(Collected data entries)
- Opening Delimiter -

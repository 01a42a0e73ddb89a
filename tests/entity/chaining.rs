use exterror::ExtError;
use std::error::Error;
use std::io;

#[test]
fn parent_is_reachable() {
    let parent = ExtError::new(1, "parent error");
    let err = ExtError::with_parent(2, "test error #5", parent);

    assert_eq!(err.id(), 2);
    let parent = err.parent().unwrap();
    assert!(!parent.to_string().is_empty());
    assert_eq!(parent.downcast_ref::<ExtError>().map(ExtError::id), Some(1));
}

#[test]
fn source_follows_the_chain() {
    let root = io::Error::new(io::ErrorKind::PermissionDenied, "permission denied");
    let middle = ExtError::with_parent(1, "cannot open log", root);
    let top = ExtError::with_parent(2, "startup failed", middle);

    let mut depth = 0;
    let mut current: Option<&(dyn Error + 'static)> = Some(&top);
    while let Some(err) = current {
        depth += 1;
        current = err.source();
    }
    assert_eq!(depth, 3);

    let root_cause = top
        .source()
        .and_then(|err| err.source())
        .and_then(|err| err.downcast_ref::<io::Error>())
        .unwrap();
    assert_eq!(root_cause.kind(), io::ErrorKind::PermissionDenied);
}

#[test]
fn into_parent_returns_the_owned_error() {
    let err = ExtError::with_parent(3, "wrapper", io::Error::new(io::ErrorKind::Other, "inner"));

    let parent = err.into_parent().unwrap();
    assert_eq!(parent.to_string(), "inner");
    assert!(parent.downcast::<io::Error>().is_ok());
}

#[test]
fn string_parents_are_accepted() {
    let err = ExtError::with_parent(4, "wrapper", "plain text cause");

    assert_eq!(err.parent().map(|parent| parent.to_string()), Some("plain text cause".to_string()));
}

#[test]
fn errors_without_parent_have_no_source() {
    let err = ExtError::new(5, "alone");

    assert!(err.source().is_none());
    assert!(err.into_parent().is_none());
}
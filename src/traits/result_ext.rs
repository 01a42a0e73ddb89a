//! Extension trait for wrapping a failed `Result` into an [`ExtError`].
//!
//! The original error becomes the causing error and the location recorded is
//! the one calling `ext_err`, not a frame inside this crate.
//!
//! # Examples
//!
//! ```
//! use exterror::traits::ResultExt;
//! use exterror::ExtResult;
//!
//! fn load_config() -> ExtResult<String> {
//!     std::fs::read_to_string("does-not-exist.toml").ext_err(10, "configuration is unavailable")
//! }
//!
//! let err = load_config().unwrap_err();
//! assert_eq!(err.id(), 10);
//! assert!(err.parent().is_some());
//! ```

use crate::error::{BoxError, ExtError, ExtResult};

/// Extension trait turning a `Result`'s error into the parent of a new [`ExtError`].
pub trait ResultExt<T> {
    /// Wraps the error with an id and end-user message.
    fn ext_err(self, id: i64, end_user_msg: impl Into<String>) -> ExtResult<T>;

    /// Like [`ext_err`](ResultExt::ext_err), building the message only on failure.
    fn ext_err_with<F, S>(self, id: i64, f: F) -> ExtResult<T>
    where
        F: FnOnce() -> S,
        S: Into<String>;
}

impl<T, E> ResultExt<T> for Result<T, E>
where
    E: Into<BoxError>,
{
    #[track_caller]
    #[inline]
    fn ext_err(self, id: i64, end_user_msg: impl Into<String>) -> ExtResult<T> {
        match self {
            Ok(value) => Ok(value),
            Err(err) => Err(ExtError::with_parent(id, end_user_msg, err)),
        }
    }

    #[track_caller]
    #[inline]
    fn ext_err_with<F, S>(self, id: i64, f: F) -> ExtResult<T>
    where
        F: FnOnce() -> S,
        S: Into<String>,
    {
        match self {
            Ok(value) => Ok(value),
            Err(err) => Err(ExtError::with_parent(id, f(), err)),
        }
    }
}
//! Capture settings shared by every [`ExtError`](crate::ExtError) created in the process.
//!
//! The settings are read from the environment once, the first time an error is
//! created, and never change afterwards.
//!
//! | Variable | Effect |
//! |----------|--------|
//! | `EXTERROR_STACK` | `0`, `false` or `off` disables stack capture |
//! | `EXTERROR_STACK_LIMIT` | maximum size of the captured stack text, in bytes |

use std::sync::OnceLock;

/// Default size of the stack capture buffer, in bytes.
pub const DEFAULT_STACK_LIMIT: usize = 1 << 12;

static GLOBAL: OnceLock<CaptureConfig> = OnceLock::new();

/// Controls what an error captures at construction time.
#[derive(Debug, Clone, Copy, PartialEq, Eq)]
pub struct CaptureConfig {
    pub capture_stack: bool,
    pub stack_limit: usize,
}

impl Default for CaptureConfig {
    fn default() -> Self {
        Self { capture_stack: true, stack_limit: DEFAULT_STACK_LIMIT }
    }
}

impl CaptureConfig {
    /// Location only, no stack text.
    #[inline]
    pub fn location_only() -> Self {
        Self { capture_stack: false, ..Default::default() }
    }

    /// Stack capture bounded to `limit` bytes.
    #[inline]
    pub fn with_stack_limit(limit: usize) -> Self {
        Self { stack_limit: limit, ..Default::default() }
    }

    /// Builds a config from `EXTERROR_STACK` and `EXTERROR_STACK_LIMIT`.
    ///
    /// Unparseable values fall back to the defaults.
    pub fn from_env() -> Self {
        let mut config = Self::default();

        if let Ok(value) = std::env::var("EXTERROR_STACK") {
            config.capture_stack =
                !matches!(value.trim().to_ascii_lowercase().as_str(), "0" | "false" | "off");
        }

        if let Some(limit) = std::env::var("EXTERROR_STACK_LIMIT")
            .ok()
            .and_then(|value| value.trim().parse::<usize>().ok())
        {
            config.stack_limit = limit;
        }

        config
    }

    /// Process-wide configuration, initialized from the environment on first use.
    pub fn global() -> &'static CaptureConfig {
        GLOBAL.get_or_init(Self::from_env)
    }
}
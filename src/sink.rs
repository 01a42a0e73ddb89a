//! Where [`ExtError::log_and_return`](crate::ExtError::log_and_return) sends reports.
//!
//! The crate does not own a logging backend. [`TracingSink`] forwards each
//! report to the `tracing` dispatcher installed by the application; any other
//! destination can implement [`ReportSink`], and closures taking `&ExtError`
//! already do.

use crate::ExtError;

/// Records error reports.
pub trait ReportSink {
    fn record(&self, error: &ExtError);
}

impl<F> ReportSink for F
where
    F: Fn(&ExtError),
{
    fn record(&self, error: &ExtError) {
        self(error)
    }
}

/// Emits one `ERROR` event with target `exterror` per report.
///
/// The id and the creation site are attached as structured fields; the
/// rendered report is the event message.
#[derive(Debug, Clone, Copy, Default)]
pub struct TracingSink;

impl ReportSink for TracingSink {
    fn record(&self, error: &ExtError) {
        let location = error.location();
        tracing::error!(
            target: "exterror",
            id = error.id(),
            file = location.filename(),
            line = location.line(),
            function = location.calling_function(),
            "{}",
            error.render()
        );
    }
}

- Closing Delimiter -

**EXERCISE**
Restate every record verbatim.

**RESPONSE TO THIS EXERCISE**
repository 01a42a0e73ddb89a
filename tests/entity/chaining.rs
use exterror::ExtError;
use std::error::Error;
use std::io;

#[test]
fn parent_is_reachable() {
    let parent = ExtError::new(1, "parent error");
    let err = ExtError::with_parent(2, "test error #5", parent);

    assert_eq!(err.id(), 2);
    let parent = err.parent().unwrap();
    assert!(!parent.to_string().is_empty());
    assert_eq!(parent.downcast_ref::<ExtError>().map(ExtError::id), Some(1));
}

#[test]
fn source_follows_the_chain() {
    let root = io::Error::new(io::ErrorKind::PermissionDenied, "permission denied");
    let middle = ExtError::with_parent(1, "cannot open log", root);
    let top = ExtError::with_parent(2, "startup failed", middle);

    let mut depth = 0;
    let mut current: Option<&(dyn Error + 'static)> = Some(&top);
    while let Some(err) = current {
        depth += 1;
        current = err.source();
    }
    assert_eq!(depth, 3);

    let root_cause = top
        .source()
        .and_then(|err| err.source())
        .and_then(|err| err.downcast_ref::<io::Error>())
        .unwrap();
    assert_eq!(root_cause.kind(), io::ErrorKind::PermissionDenied);
}

#[test]
fn into_parent_returns_the_owned_error() {
    let err = ExtError::with_parent(3, "wrapper", io::Error::new(io::ErrorKind::Other, "inner"));

    let parent = err.into_parent().unwrap();
    assert_eq!(parent.to_string(), "inner");
    assert!(parent.downcast::<io::Error>().is_ok());
}

#[test]
fn string_parents_are_accepted() {
    let err = ExtError::with_parent(4, "wrapper", "plain text cause");

    assert_eq!(err.parent().map(|parent| parent.to_string()), Some("plain text cause".to_string()));
}

#[test]
fn errors_without_parent_have_no_source() {
    let err = ExtError::new(5, "alone");

    assert!(err.source().is_none());
    assert!(err.into_parent().is_none());
}
filename src/traits/result_ext.rs
repository 01a42a0e73ddb89a
//! Extension trait for wrapping a failed `Result` into an [`ExtError`].
//!
//! The original error becomes the causing error and the location recorded is
//! the one calling `ext_err`, not a frame inside this crate.
//!
//! # Examples
//!
//! ```
//! use exterror::traits::ResultExt;
//! use exterror::ExtResult;
//!
//! fn load_config() -> ExtResult<String> {
//!     std::fs::read_to_string("does-not-exist.toml").ext_err(10, "configuration is unavailable")
//! }
//!
//! let err = load_config().unwrap_err();
//! assert_eq!(err.id(), 10);
//! assert!(err.parent().is_some());
//! ```

use crate::error::{BoxError, ExtError, ExtResult};

/// Extension trait turning a `Result`'s error into the parent of a new [`ExtError`].
pub trait ResultExt<T> {
    /// Wraps the error with an id and end-user message.
    fn ext_err(self, id: i64, end_user_msg: impl Into<String>) -> ExtResult<T>;

    /// Like [`ext_err`](ResultExt::ext_err), building the message only on failure.
    fn ext_err_with<F, S>(self, id: i64, f: F) -> ExtResult<T>
    where
        F: FnOnce() -> S,
        S: Into<String>;
}

impl<T, E> ResultExt<T> for Result<T, E>
where
    E: Into<BoxError>,
{
    #[track_caller]
    #[inline]
    fn ext_err(self, id: i64, end_user_msg: impl Into<String>) -> ExtResult<T> {
        match self {
            Ok(value) => Ok(value),
            Err(err) => Err(ExtError::with_parent(id, end_user_msg, err)),
        }
    }

    #[track_caller]
    #[inline]
    fn ext_err_with<F, S>(self, id: i64, f: F) -> ExtResult<T>
    where
        F: FnOnce() -> S,
        S: Into<String>,
    {
        match self {
            Ok(value) => Ok(value),
            Err(err) => Err(ExtError::with_parent(id, f(), err)),
        }
    }
}
//! Capture settings shared by every [`ExtError`](crate::ExtError) created in the process.
//!
//! The settings are read from the environment once, the first time an error is
//! created, and never change afterwards.
//!
//! | Variable | Effect |
//! |----------|--------|
//! | `EXTERROR_STACK` | `0`, `false` or `off` disables stack capture |
//! | `EXTERROR_STACK_LIMIT` | maximum size of the captured stack text, in bytes |

use std::sync::OnceLock;

/// Default size of the stack capture buffer, in bytes.
pub const DEFAULT_STACK_LIMIT: usize = 1 << 12;

static GLOBAL: OnceLock<CaptureConfig> = OnceLock::new();

/// Controls what an error captures at construction time.
#[derive(Debug, Clone, Copy, PartialEq, Eq)]
pub struct CaptureConfig {
    pub capture_stack: bool,
    pub stack_limit: usize,
}

impl Default for CaptureConfig {
    fn default() -> Self {
        Self { capture_stack: true, stack_limit: DEFAULT_STACK_LIMIT }
    }
}

impl CaptureConfig {
    /// Location only, no stack text.
    #[inline]
    pub fn location_only() -> Self {
        Self { capture_stack: false, ..Default::default() }
    }

    /// Stack capture bounded to `limit` bytes.
    #[inline]
    pub fn with_stack_limit(limit: usize) -> Self {
        Self { stack_limit: limit, ..Default::default() }
    }

    /// Builds a config from `EXTERROR_STACK` and `EXTERROR_STACK_LIMIT`.
    ///
    /// Unparseable values fall back to the defaults.
    pub fn from_env() -> Self {
        let mut config = Self::default();

        if let Ok(value) = std::env::var("EXTERROR_STACK") {
            config.capture_stack =
                !matches!(value.trim().to_ascii_lowercase().as_str(), "0" | "false" | "off");
        }

        if let Some(limit) = std::env::var("EXTERROR_STACK_LIMIT")
            .ok()
            .and_then(|value| value.trim().parse::<usize>().ok())
        {
            config.stack_limit = limit;
        }

        config
    }

    /// Process-wide configuration, initialized from the environment on first use.
    pub fn global() -> &'static CaptureConfig {
        GLOBAL.get_or_init(Self::from_env)
    }
}
filename src/sink.rs
repository 01a42a0e73ddb89a
//! Where [`ExtError::log_and_return`](crate::ExtError::log_and_return) sends reports.
//!
//! The crate does not own a logging backend. [`TracingSink`] forwards each
//! report to the `tracing` dispatcher installed by the application; any other
//! destination can implement [`ReportSink`], and closures taking `&ExtError`
//! already do.

use crate::ExtError;

/// Records error reports.
pub trait ReportSink {
    fn record(&self, error: &ExtError);
}

impl<F> ReportSink for F
where
    F: Fn(&ExtError),
{
    fn record(&self, error: &ExtError) {
        self(error)
    }
}

/// Emits one `ERROR` event with target `exterror` per report.
///
/// The id and the creation site are attached as structured fields; the
/// rendered report is the event message.
#[derive(Debug, Clone, Copy, Default)]
pub struct TracingSink;

impl ReportSink for TracingSink {
    fn record(&self, error: &ExtError) {
        let location = error.location();
        tracing::error!(
            target: "exterror",
            id = error.id(),
            file = location.filename(),
            line = location.line(),
            function = location.calling_function(),
            "{}",
            error.render()
        );
    }
}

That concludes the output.